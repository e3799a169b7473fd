//! Declarative table mappings and the startup check that ties them to the
//! live source and destination schemas.

use std::{collections::HashMap, fmt, str::FromStr};

use tracing::{info, warn};

use crate::error::{EtlError, EtlResult};

#[derive(Clone, Copy, Debug, Eq, Hash, PartialEq, Ord, PartialOrd)]
pub enum Table {
    Genre,
    Filmwork,
    Person,
    GenreFilmwork,
    PersonFilmwork,
}

impl Table {
    /// Parents first, so junction rows always find the rows they reference.
    pub const LOAD_ORDER: [Table; 5] = [
        Table::Genre,
        Table::Filmwork,
        Table::Person,
        Table::GenreFilmwork,
        Table::PersonFilmwork,
    ];

    pub fn name(self) -> &'static str {
        self.spec().name
    }

    pub fn spec(self) -> &'static TableSpec {
        match self {
            Table::Genre => &GENRE,
            Table::Filmwork => &FILM_WORK,
            Table::Person => &PERSON,
            Table::GenreFilmwork => &GENRE_FILM_WORK,
            Table::PersonFilmwork => &PERSON_FILM_WORK,
        }
    }
}

impl fmt::Display for Table {
    fn fmt(&self, f: &mut fmt::Formatter<'_>) -> fmt::Result {
        f.write_str(self.name())
    }
}

#[derive(Clone, Copy, Debug, Eq, PartialEq)]
pub enum ColumnKind {
    Uuid,
    Text,
    Date,
    Timestamp,
    Float,
}

#[derive(Debug)]
pub struct ColumnSpec {
    pub name: &'static str,
    pub kind: ColumnKind,
    /// Present in only one of the schema variants.
    pub drift: Option<DriftField>,
}

impl ColumnSpec {
    const fn new(name: &'static str, kind: ColumnKind) -> Self {
        Self { name, kind, drift: None }
    }

    const fn drift(name: &'static str, kind: ColumnKind, field: DriftField) -> Self {
        Self { name, kind, drift: Some(field) }
    }
}

#[derive(Debug)]
pub struct TableSpec {
    pub name: &'static str,
    pub columns: &'static [ColumnSpec],
    pub primary_key: &'static [&'static str],
    pub conflict_key: &'static [&'static str],
}

static GENRE: TableSpec = TableSpec {
    name: "genre",
    columns: &[
        ColumnSpec::new("id", ColumnKind::Uuid),
        ColumnSpec::new("name", ColumnKind::Text),
        ColumnSpec::new("description", ColumnKind::Text),
        ColumnSpec::new("created_at", ColumnKind::Timestamp),
        ColumnSpec::new("updated_at", ColumnKind::Timestamp),
    ],
    primary_key: &["id"],
    conflict_key: &["id"],
};

static FILM_WORK: TableSpec = TableSpec {
    name: "film_work",
    columns: &[
        ColumnSpec::new("id", ColumnKind::Uuid),
        ColumnSpec::new("title", ColumnKind::Text),
        ColumnSpec::new("description", ColumnKind::Text),
        ColumnSpec::new("creation_date", ColumnKind::Date),
        ColumnSpec::drift("certificate", ColumnKind::Text, DriftField::Certificate),
        ColumnSpec::new("file_path", ColumnKind::Text),
        ColumnSpec::new("rating", ColumnKind::Float),
        ColumnSpec::new("type", ColumnKind::Text),
        ColumnSpec::new("created_at", ColumnKind::Timestamp),
        ColumnSpec::new("updated_at", ColumnKind::Timestamp),
    ],
    primary_key: &["id"],
    conflict_key: &["id"],
};

static PERSON: TableSpec = TableSpec {
    name: "person",
    columns: &[
        ColumnSpec::new("id", ColumnKind::Uuid),
        ColumnSpec::new("full_name", ColumnKind::Text),
        ColumnSpec::drift("birth_date", ColumnKind::Date, DriftField::BirthDate),
        ColumnSpec::new("created_at", ColumnKind::Timestamp),
        ColumnSpec::new("updated_at", ColumnKind::Timestamp),
    ],
    primary_key: &["id"],
    conflict_key: &["id"],
};

static GENRE_FILM_WORK: TableSpec = TableSpec {
    name: "genre_film_work",
    columns: &[
        ColumnSpec::new("id", ColumnKind::Uuid),
        ColumnSpec::new("film_work_id", ColumnKind::Uuid),
        ColumnSpec::new("genre_id", ColumnKind::Uuid),
        ColumnSpec::new("created_at", ColumnKind::Timestamp),
    ],
    primary_key: &["id"],
    conflict_key: &["id"],
};

// Keyed on id like the others; a regenerated id for an existing
// (film_work_id, person_id) pair is reported as a constraint violation.
static PERSON_FILM_WORK: TableSpec = TableSpec {
    name: "person_film_work",
    columns: &[
        ColumnSpec::new("id", ColumnKind::Uuid),
        ColumnSpec::new("film_work_id", ColumnKind::Uuid),
        ColumnSpec::new("person_id", ColumnKind::Uuid),
        ColumnSpec::new("role", ColumnKind::Text),
        ColumnSpec::new("created_at", ColumnKind::Timestamp),
    ],
    primary_key: &["id"],
    conflict_key: &["id"],
};

#[derive(Clone, Copy, Debug, Eq, PartialEq)]
pub enum DriftField {
    Certificate,
    BirthDate,
}

/// Which optional columns take part in the migration.
#[derive(Clone, Copy, Debug, Default, Eq, PartialEq)]
pub struct FieldSet {
    pub certificate: bool,
    pub birth_date: bool,
}

impl FieldSet {
    pub fn current() -> Self {
        Self { certificate: false, birth_date: false }
    }

    pub fn legacy() -> Self {
        Self { certificate: true, birth_date: true }
    }

    pub fn includes(&self, column: &ColumnSpec) -> bool {
        match column.drift {
            None => true,
            Some(DriftField::Certificate) => self.certificate,
            Some(DriftField::BirthDate) => self.birth_date,
        }
    }
}

impl FromStr for FieldSet {
    type Err = EtlError;

    fn from_str(s: &str) -> Result<Self, Self::Err> {
        match s.trim().to_ascii_lowercase().as_str() {
            "current" => Ok(Self::current()),
            "legacy" => Ok(Self::legacy()),
            other => Err(EtlError::Config(format!(
                "unknown schema variant `{other}` (expected `current` or `legacy`)"
            ))),
        }
    }
}

#[derive(Clone, Debug)]
pub struct TableLayout {
    pub table: Table,
    /// Columns written to, and read back from, the destination.
    pub columns: Vec<&'static ColumnSpec>,
    /// Columns selected from the source; drift columns it lacks are left out.
    pub source_columns: Vec<&'static ColumnSpec>,
}

impl TableLayout {
    pub fn update_columns(&self) -> impl Iterator<Item = &'static ColumnSpec> + '_ {
        let spec = self.table.spec();
        self.columns
            .iter()
            .copied()
            .filter(move |c| {
                !spec.conflict_key.contains(&c.name) && !spec.primary_key.contains(&c.name)
            })
    }
}

#[derive(Clone, Debug)]
pub struct Layout {
    tables: Vec<TableLayout>,
}

/// Live column names per table, as reported by one store.
pub type LiveColumns = HashMap<Table, Vec<String>>;

impl Layout {
    /// Uses every column the field set enables, without consulting either store.
    pub fn unchecked(fields: FieldSet) -> Self {
        let tables = Table::LOAD_ORDER
            .iter()
            .map(|&table| {
                let columns: Vec<_> =
                    table.spec().columns.iter().filter(|c| fields.includes(c)).collect();
                TableLayout { table, source_columns: columns.clone(), columns }
            })
            .collect();
        Self { tables }
    }

    pub fn resolve(
        fields: FieldSet,
        source: &LiveColumns,
        destination: &LiveColumns,
    ) -> EtlResult<Self> {
        let mut tables = Vec::with_capacity(Table::LOAD_ORDER.len());

        for table in Table::LOAD_ORDER {
            let spec = table.spec();
            let source_live = live_for(source, table, "source")?;
            let destination_live = live_for(destination, table, "destination")?;

            let mut columns = Vec::new();
            let mut source_columns = Vec::new();
            for column in spec.columns {
                if !fields.includes(column) {
                    if source_live.contains(&column.name) {
                        info!(table = %table, column = column.name, "column not in field set, skipping");
                    }
                    continue;
                }

                if !destination_live.contains(&column.name) {
                    return Err(EtlError::Config(format!(
                        "destination table {table} has no column `{}`",
                        column.name
                    )));
                }

                if source_live.contains(&column.name) {
                    source_columns.push(column);
                } else if column.drift.is_some() {
                    warn!(table = %table, column = column.name, "source lacks column, migrating as NULL");
                } else {
                    return Err(EtlError::Config(format!(
                        "source table {table} has no column `{}`",
                        column.name
                    )));
                }
                columns.push(column);
            }

            if let Some(unknown) =
                source_live.iter().find(|name| !spec.columns.iter().any(|c| c.name == **name))
            {
                return Err(EtlError::Config(format!(
                    "source table {table} has column `{unknown}` with no mapping"
                )));
            }

            tables.push(TableLayout { table, columns, source_columns });
        }

        Ok(Self { tables })
    }

    pub fn table(&self, table: Table) -> &TableLayout {
        // Built in LOAD_ORDER, which follows declaration order.
        &self.tables[table as usize]
    }
}

fn live_for<'a>(live: &'a LiveColumns, table: Table, side: &str) -> EtlResult<Vec<&'a str>> {
    match live.get(&table) {
        Some(columns) if !columns.is_empty() => Ok(columns.iter().map(String::as_str).collect()),
        _ => Err(EtlError::Config(format!("{side} store has no table {table}"))),
    }
}
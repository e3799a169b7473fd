use sea_orm::{DbErr, SqlErr, prelude::Uuid};
use thiserror::Error;

use crate::{db::StoreRole, schema::Table};

#[derive(Debug, Error)]
pub enum EtlError {
    #[error("{store} store unavailable: {source}")]
    StoreUnavailable {
        store: StoreRole,
        #[source]
        source: DbErr,
    },

    #[error("cannot map row at offset {offset} of table {table}: {reason}")]
    RowMapping { table: Table, offset: u64, reason: String },

    #[error("constraint violation in table {table}{}: {message}", describe_record(.record))]
    ConstraintViolation { table: Table, record: Option<Uuid>, message: String },

    #[error("consistency mismatch in table {table} at offset {offset}: {detail}")]
    ConsistencyMismatch { table: Table, offset: u64, detail: String },

    #[error("configuration error: {0}")]
    Config(String),

    #[error("query on table {table} failed: {source}")]
    Query {
        table: Table,
        #[source]
        source: DbErr,
    },
}

impl EtlError {
    /// Classifies a failed read or count against `table`.
    pub fn from_query(store: StoreRole, table: Table, err: DbErr) -> Self {
        if is_connection_error(&err) {
            Self::StoreUnavailable { store, source: err }
        } else {
            Self::Query { table, source: err }
        }
    }

    /// Classifies a failed write into `table`. `record` is unknown when the
    /// failure surfaces at commit.
    pub fn from_write(table: Table, record: Option<Uuid>, err: DbErr) -> Self {
        match err.sql_err() {
            Some(SqlErr::UniqueConstraintViolation(message))
            | Some(SqlErr::ForeignKeyConstraintViolation(message)) => {
                Self::ConstraintViolation { table, record, message }
            },
            _ => Self::from_query(StoreRole::Destination, table, err),
        }
    }
}

fn describe_record(record: &Option<Uuid>) -> String {
    match record {
        Some(id) => format!(" for record {id}"),
        None => String::new(),
    }
}

fn is_connection_error(err: &DbErr) -> bool {
    matches!(err, DbErr::Conn(_) | DbErr::ConnectionAcquire(_))
}

pub type EtlResult<T> = Result<T, EtlError>;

+ + + + + + +

• EXERCISE DIRECTIONS: Copy each line of the listing that carries the string "None".

• TASK RESULT:
        Self { name, kind, drift: None }
            None => true,
        None => String::new(),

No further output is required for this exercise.